Key Words: Healthcare workers, postexposure prophylaxis.
Hepatitis B virus (HBV), human immunodeficiency virus, (HIV) and hepatitis C virus (HCV) infections constitute well-recognized occupational risks for healthcare workers (HCWs). Avoiding occupational blood exposure is a cornerstone of preventing transmission of these blood-borne pathogens (BBP) in the hospital setting [1,2]. During the past 15 years, the U.S. Public Health Service and the Centers for Disease Control and Prevention (CDC) have published guidelines for the management of occupational blood exposure [1,3]. These recommendations have become the standard of care for occupational exposure to BBP.
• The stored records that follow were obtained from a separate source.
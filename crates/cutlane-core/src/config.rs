use std::{
    env, fs,
    path::{Path, PathBuf},
};

use anyhow::{Context, Result};
use serde::{Deserialize, Serialize};
use tracing::{debug, warn};

use crate::{
    editing::{DEFAULT_DROP_EDGE_FRACTION, DEFAULT_SNAP_THRESHOLD_PX, DragLayout, SnapSettings},
    export::ExportSettings,
};

pub const CONFIG_FILE_NAME: &str = "cutlane.config.toml";
pub const CONFIG_PATH_ENV: &str = "CUTLANE_CONFIG_PATH";

#[derive(Debug, Clone, Serialize, Deserialize, PartialEq, Default)]
#[serde(default)]
pub struct CutlaneConfig {
    pub export: ExportConfig,
    pub editing: EditingConfig,
    pub diagnostics: DiagnosticsConfig,
    pub paths: PathsConfig,
}

#[derive(Debug, Clone, Serialize, Deserialize, PartialEq)]
#[serde(default)]
pub struct ExportConfig {
    pub width: u32,
    pub height: u32,
    pub fps: f64,
    pub bitrate: u32,
    pub audio_sample_rate: u32,
    pub audio_channels: u16,
    pub audio_bitrate: u32,
    pub audio_chunk_frames: usize,
    pub keyframe_interval_seconds: f64,
    pub seek_tolerance_seconds: f64,
    pub yield_every_frames: u64,
}

#[derive(Debug, Clone, Serialize, Deserialize, PartialEq)]
#[serde(default)]
pub struct EditingConfig {
    pub snap_enabled: bool,
    pub snap_threshold_px: f64,
    pub default_zoom_px_per_second: f64,
    pub drop_edge_fraction: f64,
    pub track_row_height_px: f64,
    pub history_limit: usize,
}

#[derive(Debug, Clone, Serialize, Deserialize, PartialEq)]
#[serde(default)]
pub struct DiagnosticsConfig {
    pub rust_log_filter: String,
    pub trace_file_prefix: String,
    /// Compact log lines on stdout next to the JSON file.
    pub stdout: bool,
}

#[derive(Debug, Clone, Serialize, Deserialize, PartialEq)]
#[serde(default)]
pub struct PathsConfig {
    pub logs_dir: PathBuf,
    pub export_dir: PathBuf,
}

impl Default for ExportConfig {
    fn default() -> Self {
        let settings = ExportSettings::default();
        Self {
            width: settings.width,
            height: settings.height,
            fps: settings.fps,
            bitrate: settings.bitrate,
            audio_sample_rate: settings.audio_sample_rate,
            audio_channels: settings.audio_channels,
            audio_bitrate: settings.audio_bitrate,
            audio_chunk_frames: settings.audio_chunk_frames,
            keyframe_interval_seconds: settings.keyframe_interval_seconds,
            seek_tolerance_seconds: settings.seek_tolerance,
            yield_every_frames: settings.yield_every_frames,
        }
    }
}

impl Default for EditingConfig {
    fn default() -> Self {
        Self {
            snap_enabled: true,
            snap_threshold_px: DEFAULT_SNAP_THRESHOLD_PX,
            default_zoom_px_per_second: 100.0,
            drop_edge_fraction: DEFAULT_DROP_EDGE_FRACTION,
            track_row_height_px: 48.0,
            history_limit: 200,
        }
    }
}

impl Default for DiagnosticsConfig {
    fn default() -> Self {
        Self {
            rust_log_filter: crate::diagnostics::DEFAULT_FILTER.to_string(),
            trace_file_prefix: "cutlane".to_string(),
            stdout: true,
        }
    }
}

impl Default for PathsConfig {
    fn default() -> Self {
        Self {
            logs_dir: PathBuf::from("logs"),
            export_dir: PathBuf::from("data/exports"),
        }
    }
}

impl ExportConfig {
    #[must_use]
    pub fn settings(&self) -> ExportSettings {
        ExportSettings {
            width: self.width,
            height: self.height,
            fps: self.fps,
            bitrate: self.bitrate,
            audio_sample_rate: self.audio_sample_rate,
            audio_channels: self.audio_channels,
            audio_bitrate: self.audio_bitrate,
            audio_chunk_frames: self.audio_chunk_frames,
            keyframe_interval_seconds: self.keyframe_interval_seconds,
            seek_tolerance: self.seek_tolerance_seconds,
            yield_every_frames: self.yield_every_frames,
            ..ExportSettings::default()
        }
    }
}

impl EditingConfig {
    #[must_use]
    pub fn snap(&self) -> SnapSettings {
        SnapSettings {
            enabled: self.snap_enabled,
            threshold_px: self.snap_threshold_px,
            zoom: self.default_zoom_px_per_second,
        }
    }

    #[must_use]
    pub fn drag_layout(&self) -> DragLayout {
        DragLayout {
            row_height: self.track_row_height_px,
            edge_fraction: self.drop_edge_fraction,
            snap: self.snap(),
        }
    }
}

impl CutlaneConfig {
    pub fn load() -> Result<Self> {
        let config_path = discover_config_path().with_context(|| {
            format!("failed to locate {CONFIG_FILE_NAME}; looked in cwd and parent directory")
        })?;
        Self::from_path(&config_path)
    }

    pub fn from_path(path: &Path) -> Result<Self> {
        let content = fs::read_to_string(path)
            .with_context(|| format!("failed to read config file {}", path.display()))?;
        let config: CutlaneConfig = toml::from_str(&content)
            .with_context(|| format!("failed to parse config TOML from {}", path.display()))?;
        debug!(path = %path.display(), "config loaded");
        Ok(config)
    }

    /// Loads the discovered config, falling back to defaults when none exists
    /// or it cannot be parsed.
    #[must_use]
    pub fn load_or_default() -> Self {
        match Self::load() {
            Ok(config) => config,
            Err(error) => {
                warn!(error = %format!("{error:#}"), "using default config");
                Self::default()
            }
        }
    }
}

fn discover_config_path() -> Result<PathBuf> {
    if let Some(path) = env::var_os(CONFIG_PATH_ENV) {
        let path = PathBuf::from(path);
        if path.is_file() {
            return Ok(path);
        }
    }

    let cwd = env::current_dir().context("failed to resolve current directory")?;
    let candidates = [
        cwd.join(CONFIG_FILE_NAME),
        cwd.join("..").join(CONFIG_FILE_NAME),
    ];

    candidates
        .into_iter()
        .find(|path| path.is_file())
        .ok_or_else(|| anyhow::anyhow!("{CONFIG_FILE_NAME} not found"))
}

#[cfg(test)]
mod tests {
    use super::*;

    #[test]
    fn partial_toml_keeps_defaults_for_missing_keys() {
        let config: CutlaneConfig = toml::from_str(
            r#"
            [export]
            fps = 24.0
            width = 640

            [editing]
            snap_threshold_px = 12.0
            "#,
        )
        .expect("config should parse");

        let settings = config.export.settings();
        assert_eq!(settings.width, 640);
        assert_eq!(settings.height, 720);
        assert!((settings.fps - 24.0).abs() < f64::EPSILON);
        assert!((config.editing.snap().threshold_px - 12.0).abs() < f64::EPSILON);
        assert_eq!(config.paths.logs_dir, PathBuf::from("logs"));
    }

    #[test]
    fn from_path_reads_a_file() {
        let dir = tempfile::tempdir().expect("tempdir");
        let path = dir.path().join(CONFIG_FILE_NAME);
        fs::write(&path, "[diagnostics]\ntrace_file_prefix = \"render-farm\"\n").expect("write");
        let config = CutlaneConfig::from_path(&path).expect("load");
        assert_eq!(config.diagnostics.trace_file_prefix, "render-farm");
        assert!(config.diagnostics.stdout);
        assert_eq!(config.export, ExportConfig::default());
    }
}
A hospital's occupational postexposure management program should encourage prompt reporting, evaluation, and counseling, and should provide prophylactic drugs and follow-up . A program of transmission prevention should provide educational programs for HCWs that emphasize the importance of implementing standard precautions (SP). It should also instruct HCWs how to proceed in the event of an occupational exposure potentially involving a BBP.
It is well recognized that the effectiveness of these strategies depends on the compliance and adherence to a program by healthcare-facility personnel. However, there is growing concern about how well occupational-exposure-management programs are accepted and about the range of adherence to postexposure prophylaxis (PEP), hepatitis B vaccination (HBVv), and to follow-up by HCWs after initial assessment [4-7].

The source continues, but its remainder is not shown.